[TASK DATA — start]

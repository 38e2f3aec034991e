//! Single-image and directory entry points.

use std::fs;
use std::io::Cursor;
use std::path::{Path, PathBuf};

use image::{ImageReader, RgbImage};
use rayon::prelude::*;
use serde::Serialize;
use tracing::{debug, info, instrument, warn};

use crate::annotate::annotate_image;
use crate::compositor::{load_decal, Decal};
use crate::detect::BoxDetector;
use crate::error::{DecalError, Result};
use crate::geometry::RotatedRect;
use crate::image_impl::{DefaultPrimitives, Primitives};
use crate::orientation::calculate_orientation;
use crate::placement::{calculate_decal_position, calculate_decal_position_on_face, Position};
use crate::types::{has_image_extension, PipelineConfig, PlacementStrategy};

/// Result of processing one decoded image.
#[derive(Debug, Clone)]
pub struct ProcessOutput {
    pub angle: f32,
    pub position: Position,
    pub rect: RotatedRect,
    pub annotated: RgbImage,
}

/// Summary of one processed file.
#[derive(Debug, Clone, PartialEq, Serialize)]
pub struct ImageReport {
    pub input: PathBuf,
    /// Where the annotated image was written, if anywhere.
    pub output: Option<PathBuf>,
    pub angle: f32,
    pub position: Position,
    pub rect: RotatedRect,
}

#[derive(Debug, Clone, PartialEq, Serialize)]
pub struct SkipReport {
    pub path: PathBuf,
    pub reason: String,
}

/// Outcome of a directory run, in sorted input order.
#[derive(Debug, Clone, Default, PartialEq, Serialize)]
pub struct BatchReport {
    pub annotated: Vec<ImageReport>,
    /// Readable images in which no box was found.
    pub misses: Vec<PathBuf>,
    pub skipped: Vec<SkipReport>,
}

impl BatchReport {
    pub fn total(&self) -> usize {
        self.annotated.len() + self.misses.len() + self.skipped.len()
    }
}

/// Image files directly inside `dir`, sorted by path.
pub fn collect_images<P: AsRef<Path>>(dir: P) -> Result<Vec<PathBuf>> {
    let mut files = Vec::new();
    for entry in fs::read_dir(dir)? {
        let path = entry?.path();
        if path.is_file() && has_image_extension(&path) {
            files.push(path);
        }
    }
    files.sort();
    Ok(files)
}

pub fn read_image(path: &Path) -> Result<RgbImage> {
    image::open(path)
        .map(|img| img.to_rgb8())
        .map_err(|source| DecalError::InputUnreadable {
            path: path.to_path_buf(),
            source,
        })
}

/// Decode an in-memory image, guessing its format from the content.
pub fn read_image_bytes(data: &[u8]) -> Result<RgbImage> {
    let img = ImageReader::new(Cursor::new(data))
        .with_guessed_format()?
        .decode()
        .map_err(|e| DecalError::ImageError(e.to_string()))?;
    Ok(img.to_rgb8())
}

pub struct DecalPipeline<P: Primitives = DefaultPrimitives> {
    pub cfg: PipelineConfig,
    detector: BoxDetector,
    prims: P,
}

impl<P: Primitives + Default> DecalPipeline<P> {
    pub fn new(cfg: PipelineConfig) -> Self {
        Self::with_primitives(cfg, P::default())
    }
}

impl<P: Primitives> DecalPipeline<P> {
    pub fn with_primitives(cfg: PipelineConfig, prims: P) -> Self {
        let detector = BoxDetector::new(cfg.detect.clone());
        Self { cfg, detector, prims }
    }

    /// Detect, measure, place and annotate. `Ok(None)` when no box is found.
    pub fn process(&self, image: &RgbImage, decal: Option<&Decal>) -> Result<Option<ProcessOutput>> {
        let Some(detection) = self.detector.detect(&self.prims, image)? else {
            return Ok(None);
        };
        let rect = detection.rect;

        let angle = calculate_orientation(&self.prims, &rect);
        let placement = &self.cfg.placement;
        let position = match placement.strategy {
            PlacementStrategy::Corner => calculate_decal_position(&self.prims, &rect, placement.offset_percent)?,
            PlacementStrategy::Face(face) => calculate_decal_position_on_face(&rect, face, placement.offset_percent),
        };
        debug!(angle, x = position.x, y = position.y, "box measured");

        let annotated = annotate_image(&self.prims, image, &rect, position, angle, decal, &self.cfg.composite)?;

        Ok(Some(ProcessOutput {
            angle,
            position,
            rect,
            annotated,
        }))
    }

    /// Process one file with the configured decal, writing the result into
    /// `output_dir` when given.
    #[instrument(level = "debug", skip_all, fields(path = %path.display()))]
    pub fn process_path(&self, path: &Path, output_dir: Option<&Path>) -> Result<Option<ImageReport>> {
        let decal = load_decal(self.cfg.decal_path.as_deref());
        self.process_file(path, decal.as_ref(), output_dir)
    }

    /// Process every image in `input_dir` in parallel. Failures on single
    /// files are recorded and do not stop the batch.
    #[instrument(skip_all, fields(input = %input_dir.display(), output = %output_dir.display()))]
    pub fn process_directory(&self, input_dir: &Path, output_dir: &Path) -> Result<BatchReport> {
        let files = collect_images(input_dir)?;
        if files.is_empty() {
            warn!("no images found");
            return Ok(BatchReport::default());
        }
        info!(count = files.len(), "processing images");

        let decal = load_decal(self.cfg.decal_path.as_deref());
        let outcomes: Vec<(PathBuf, Result<Option<ImageReport>>)> = files
            .into_par_iter()
            .map(|path| {
                let outcome = self.process_file(&path, decal.as_ref(), Some(output_dir));
                (path, outcome)
            })
            .collect();

        let mut report = BatchReport::default();
        for (path, outcome) in outcomes {
            match outcome {
                Ok(Some(image_report)) => report.annotated.push(image_report),
                Ok(None) => {
                    warn!(path = %path.display(), "no box detected");
                    report.misses.push(path);
                }
                Err(err) => {
                    warn!(path = %path.display(), error = %err, "skipping image");
                    report.skipped.push(SkipReport {
                        path,
                        reason: err.to_string(),
                    });
                }
            }
        }

        info!(
            annotated = report.annotated.len(),
            misses = report.misses.len(),
            skipped = report.skipped.len(),
            "batch finished"
        );
        Ok(report)
    }

    fn process_file(&self, path: &Path, decal: Option<&Decal>, output_dir: Option<&Path>) -> Result<Option<ImageReport>> {
        let image = read_image(path)?;
        let Some(out) = self.process(&image, decal)? else {
            return Ok(None);
        };

        let output = match output_dir {
            Some(dir) => Some(self.write_output(path, dir, &out.annotated)?),
            None => None,
        };

        Ok(Some(ImageReport {
            input: path.to_path_buf(),
            output,
            angle: out.angle,
            position: out.position,
            rect: out.rect,
        }))
    }

    fn write_output(&self, input: &Path, output_dir: &Path, annotated: &RgbImage) -> Result<PathBuf> {
        fs::create_dir_all(output_dir)?;
        let file_name = input
            .file_name()
            .map(|name| name.to_string_lossy().into_owned())
            .unwrap_or_default();
        let target = output_dir.join(format!("{}{}", self.cfg.output_prefix, file_name));
        annotated
            .save(&target)
            .map_err(|source| DecalError::OutputWrite {
                path: target.clone(),
                source,
            })?;
        debug!(path = %target.display(), "annotated image written");
        Ok(target)
    }
}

[TASK DATA — finish]

AIM OF THE TASK >>
Write out every line of the entries that holds the word "detection".

RESPONSE TO THE TASK >>
        let Some(detection) = self.detector.detect(&self.prims, image)? else {
        let rect = detection.rect;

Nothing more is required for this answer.